# Dallas vs New York (Dec 21)



## Tersk (Apr 9, 2004)

<center>*

















Dallas Mavericks (16-9) vs New York Knicks (12-11)

Starting Lineups:*





































vs.




































<center>*

Key Matchup:








vs








*</center>


----------



## Q8i (Oct 23, 2004)

Jason Terry is Starting?


----------



## HKF (Dec 10, 2002)

Well would you look at that. Dallas rocking the Knicks at the Garden something fierce. 54-31 as we speak and for some reason it feels like the margin should be higher. This team is schizophrenic I swear.


----------



## Peter123321 (Jan 2, 2004)

Although I am a Knick fan, this is almost laughable. When the Knicks lose, they either lose a double digit lead or are down by double-digits at halftime...Why does this happen?


----------



## Tersk (Apr 9, 2004)

This is amazing, nearly doubling their score. I wish I was watching it


----------



## HKF (Dec 10, 2002)

Dirk is basically putting a clinic on out there. This is why the Knicks need an athletic PF who can defend someone on the perimeter. I mean damn, Dirk is just wiping them up like Brawny Paper towels. They have 65 points now with a little over 2 minutes left.


----------



## The True Essence (May 26, 2003)

worst game of the year. the only guy who showed up to play was tim thomas of all people

mavs over 70 at halftime........


----------



## knicksfan (Jan 4, 2003)

watch im calling the knicks catch up  I wish i could take credit for calling a MONSTER upset but i cant do that here. I am saying we get it within 15-20


----------



## HKF (Dec 10, 2002)

The way the Mavs are playing, you'd think someone was playing NBA live on 12 minute quarters. How the heck do you have 75 points at halftime to 36? How does that happen? Does Lenny Wilkens have a job going out of the lockerroom? :dead:


----------



## Takeit2dahouse00 (Jun 12, 2002)

:no: :no: :no: 

Yikes..


----------



## The True Essence (May 26, 2003)

lenny wilkens said HEY LETS USE A ZONE!!! then dirk hits 2 threes and finley drains one. Then lenny sees tim thomas playing well, so he just had to bench him.

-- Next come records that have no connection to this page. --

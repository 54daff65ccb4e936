use serde::{Deserialize, Serialize};

use crate::matching::proficiency::ProficiencyInput;

/// A skill demanded by a job posting.
#[derive(Debug, Clone, Serialize, Deserialize)]
pub struct RequiredSkill {
    pub name: String,
    #[serde(default)]
    pub level: Option<ProficiencyInput>,
    #[serde(default)]
    pub category: Option<String>,
    #[serde(default)]
    pub required: Option<bool>,
}

/// A skill the user (or their resume) claims.
#[derive(Debug, Clone, Serialize, Deserialize)]
pub struct UserSkill {
    pub name: String,
    #[serde(default)]
    pub level: Option<ProficiencyInput>,
}

/// Classification of one required skill against the user's skills.
#[derive(Debug, Clone, Copy, PartialEq, Eq, Serialize, Deserialize)]
#[serde(rename_all = "snake_case")]
pub enum MatchStrength {
    Strong,
    Partial,
    Missing,
}

/// Priority of closing a gap. Mirrors `MatchStrength` one-to-one.
#[derive(Debug, Clone, Copy, PartialEq, Eq, Serialize, Deserialize)]
#[serde(rename_all = "snake_case")]
pub enum Priority {
    High,
    Medium,
    Low,
}

impl MatchStrength {
    pub fn priority(self) -> Priority {
        match self {
            MatchStrength::Missing => Priority::High,
            MatchStrength::Partial => Priority::Medium,
            MatchStrength::Strong => Priority::Low,
        }
    }
}

/// Per-skill result of the matcher.
#[derive(Debug, Clone, Serialize, Deserialize)]
pub struct SkillMatch {
    pub skill: String,
    pub strength: MatchStrength,
    /// Name of the held skill that produced the match, if any.
    pub matched_with: Option<String>,
    pub category: Option<String>,
    pub is_required: bool,
}

/// Skill names grouped by priority.
#[derive(Debug, Clone, Default, PartialEq, Serialize, Deserialize)]
pub struct PriorityClassification {
    #[serde(default)]
    pub high: Vec<String>,
    #[serde(default)]
    pub medium: Vec<String>,
    #[serde(default)]
    pub low: Vec<String>,
}

/// Where an analysis came from, surfaced to clients for transparency.
#[derive(Debug, Clone, Copy, Default, PartialEq, Eq, Serialize, Deserialize)]
#[serde(rename_all = "snake_case")]
pub enum AnalysisSource {
    Llm,
    #[default]
    Heuristic,
}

forget a comeback, just tank it tonight, the boston game tomorrow is more important in the division.

tim thomas is on pace for 20 and 10 lol...............i bet he wont get over 14 points and 6 boards


----------



## JT (Mar 1, 2004)

*noooo*

lenny wilkens, used a 2-3 zone defense, against the dallas mavericks.


----------



## HKF (Dec 10, 2002)

At least the Mavs didn't score 140, because if you watched this debacle they were totally capable of doing just that. :whatever:


----------



## Gambino (Feb 11, 2004)

lol that's why you said you hate games like this. because if they left there starters in they would be over 140 easily.


----------



## HKF (Dec 10, 2002)

> Originally posted by <b>Gambino</b>!
> lol that's why you said you hate games like this. because if they left there starters in they would be over 140 easily.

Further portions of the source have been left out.